Up to and including the line with "use alusim_core::sim::Response;", please reproduce the lines below exactly, beginning with the first.

### Records ###

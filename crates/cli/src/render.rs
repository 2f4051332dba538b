//! Plain-text rendering of the machine state.
//!
//! Lays out the register and disassembly panels as line output.

use alusim_core::common::MEMORY_SIZE;
use alusim_core::core::Snapshot;
use alusim_core::isa::disassemble;
use alusim_core::sim::Response;

/// Rows of disassembly shown around the program counter.
const WINDOW: usize = 8;

/// Prints the outcome of a command.
pub fn response(response: &Response) {
    match response {
        Response::Stepped(info) => {
            let end = if info.at_end { "  (end of memory)" } else { "" };
            println!(
                "0x{:02x}  {:<18} r{} = 0x{:02x}{end}",
                info.pc,
                disassemble(info.raw),
                info.register_index,
                info.result
            );
        }
        Response::Running(true) => println!("running"),
        Response::Running(false) => println!("paused"),
        Response::Reset(undone) => println!("reset ({undone} step(s) undone)"),
        Response::Undone(true) => println!("stepped back"),
        Response::Undone(false) => println!("nothing to undo"),
        Response::Loaded(bytes) => println!("loaded {bytes} byte(s)"),
        Response::Set { address, byte } => {
            println!("0x{address:02x} <- 0x{byte:02x}  {}", disassemble(*byte));
        }
        Response::Snapshot(snap) => snapshot(snap),
        Response::Json(json) => println!("{json}"),
        Response::Stats(stats) => println!("{}", stats.summary()),
        Response::Quit => {}
    }
}

/// Prints registers, pc, and the disassembly window.
pub fn snapshot(snap: &Snapshot) {
    println!(" REGISTERS");
    for (i, value) in snap.registers.iter().enumerate() {
        println!(" ${i}\t 0x{value:02x}");
    }
    let state = if snap.running { "running" } else { "idle" };
    println!(" $pc\t 0x{:02x}   [{state}]", snap.pc);

    println!(" DISASSEMBLY");
    let pc = snap.pc as usize;
    let start = pc.saturating_sub(WINDOW / 2).min(MEMORY_SIZE - WINDOW);
    for addr in start..start + WINDOW {
        let byte = snap.memory[addr];
        let marker = if addr == pc { '>' } else { ' ' };
        println!("{marker}0x{addr:02x}   0x{byte:02x}   {}", disassemble(byte));
    }
}
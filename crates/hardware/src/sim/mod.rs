//! Simulation driving.
//!
//! Provides the pieces an interactive front end needs:
//! 1. **Simulator:** A lock-guarded machine handle; every mutation goes through one mutex.
//! 2. **Run Driver:** A background thread that steps at a fixed cadence until stopped.
//! 3. **Commands:** Parsing of the interactive command surface.
//! 4. **Loader:** Reading and assembling source files.

/// Interactive command parsing.
pub mod command;

/// Timed auto-step thread.
pub mod driver;

/// Source file loading.
pub mod loader;

/// Shared simulator handle.
pub mod simulator;

pub use command::{Command, Response};
pub use driver::RunDriver;
pub use simulator::Simulator;

use std::sync::{Mutex, MutexGuard, PoisonError};

use crate::core::Cpu;

/// Locks the machine. A panic on another thread leaves the state usable, so
/// poisoning is ignored.
pub(crate) fn lock(cpu: &Mutex<Cpu>) -> MutexGuard<'_, Cpu> {
    cpu.lock().unwrap_or_else(PoisonError::into_inner)
}
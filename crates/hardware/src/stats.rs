//! Execution statistics collection and reporting.
//!
//! This module tracks what the engine has done over a session. It provides:
//! 1. **Retirement:** Total steps executed and the per-opcode instruction mix.
//! 2. **History:** Steps undone individually and full resets performed.
//! 3. **Loading:** Programs loaded and bytes written by loads.

use std::fmt::Write;

use crate::isa::instruction::Opcode;

/// Session statistics. Counters are cumulative and survive `reset`.
#[derive(Clone, Debug, Default, PartialEq, Eq)]
pub struct SimStats {
    /// Number of instructions executed by `step`.
    pub instructions_retired: u64,
    /// Retired instructions by opcode, indexed by opcode value.
    pub opcode_mix: [u64; 4],
    /// Steps reverted one at a time with `step_back`.
    pub steps_undone: u64,
    /// Number of `reset` operations.
    pub resets: u64,
    /// Number of programs loaded (including single-line `set`).
    pub loads: u64,
    /// Memory bytes written by loads.
    pub bytes_loaded: u64,
}

impl SimStats {
    /// Creates an empty statistics block.
    pub fn new() -> Self {
        Self::default()
    }

    /// Records one retired instruction.
    pub const fn record_retire(&mut self, op: Opcode) {
        self.instructions_retired += 1;
        self.opcode_mix[op.bits() as usize] += 1;
    }

    /// Retired count for one opcode.
    pub const fn retired(&self, op: Opcode) -> u64 {
        self.opcode_mix[op.bits() as usize]
    }

    /// Renders a multi-line summary.
    pub fn summary(&self) -> String {
        let mut out = String::new();
        let _ = writeln!(out, "instructions retired: {}", self.instructions_retired);
        for op in Opcode::ALL {
            let count = self.retired(op);
            let pct = if self.instructions_retired == 0 {
                0.0
            } else {
                count as f64 * 100.0 / self.instructions_retired as f64
            };
            let _ = writeln!(out, "  {:<4} {:>8} ({pct:5.1}%)", op.mnemonic(), count);
        }
        let _ = writeln!(out, "steps undone:         {}", self.steps_undone);
        let _ = writeln!(out, "resets:               {}", self.resets);
        let _ = write!(
            out,
            "loads:                {} ({} bytes)",
            self.loads, self.bytes_loaded
        );
        out
    }
}
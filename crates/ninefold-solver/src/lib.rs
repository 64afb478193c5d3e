//! Constraint checking and backtracking search for ninefold puzzles.
//!
//! The crate has two components, mirroring the checker/engine split of the
//! solver design:
//!
//! 1. **Constraint checker** — [`is_valid`], a pure query answering "is
//!    placing this digit at this position consistent with the grid?", plus
//!    the whole-grid form [`grid_is_valid`].
//! 2. **Search engine** — [`BacktrackSolver`], a depth-first backtracking
//!    solver that mutates the caller's grid in place, with a bounded-effort
//!    circuit breaker for inputs that would otherwise search for a long
//!    time. The free function [`solve`] runs it with the default attempt
//!    limit.
//!
//! # Examples
//!
//! ```
//! use ninefold_core::{Digit, DigitGrid, Position};
//! use ninefold_solver::{is_valid, solve};
//!
//! let mut grid = DigitGrid::new();
//! grid[Position::new(0, 0)] = Some(Digit::D5);
//!
//! // 5 is taken in row 0, but 3 is fine.
//! assert!(!is_valid(&grid, Digit::D5, Position::new(4, 0)));
//! assert!(is_valid(&grid, Digit::D3, Position::new(4, 0)));
//!
//! // Complete the grid in place.
//! assert!(solve(&mut grid));
//! assert!(grid.is_filled());
//! ```

pub mod backtrack;
pub mod checker;

// Re-export the public surface
pub use self::{
    backtrack::{BacktrackSolver, DEFAULT_ATTEMPT_LIMIT, SearchStats, solve},
    checker::{grid_is_valid, is_valid},
};
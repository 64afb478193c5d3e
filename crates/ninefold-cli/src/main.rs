//! The ninefold interactive puzzle-solver shell.
//!
//! Reads a puzzle from stdin one cell at a time, solves it (or reports that
//! no solution exists), and offers another round.

use std::io;

use clap::Parser;
use ninefold_solver::{BacktrackSolver, DEFAULT_ATTEMPT_LIMIT};

mod input;
mod render;
mod shell;

/// Interactive 9×9 number-place puzzle solver.
#[derive(Debug, Parser)]
#[command(author, version, about)]
struct Args {
    /// Abandon the search after this many tentative placements and report
    /// the puzzle as unsolvable.
    #[arg(long, value_name = "COUNT", default_value_t = DEFAULT_ATTEMPT_LIMIT)]
    attempt_limit: usize,
}

fn main() -> io::Result<()> {
    better_panic::install();
    env_logger::init();

    let args = Args::parse();
    let solver = BacktrackSolver::with_attempt_limit(args.attempt_limit);
    shell::run(&solver, io::stdin().lock(), io::stdout().lock())
}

###

Task result:
filename crates/cli/src/render.rs
repository 2f4051332dba538b
//! Plain-text rendering of the machine state.
//!
//! Lays out the register and disassembly panels as line output.

use alusim_core::common::MEMORY_SIZE;
use alusim_core::core::Snapshot;
use alusim_core::isa::disassemble;
use alusim_core::sim::Response;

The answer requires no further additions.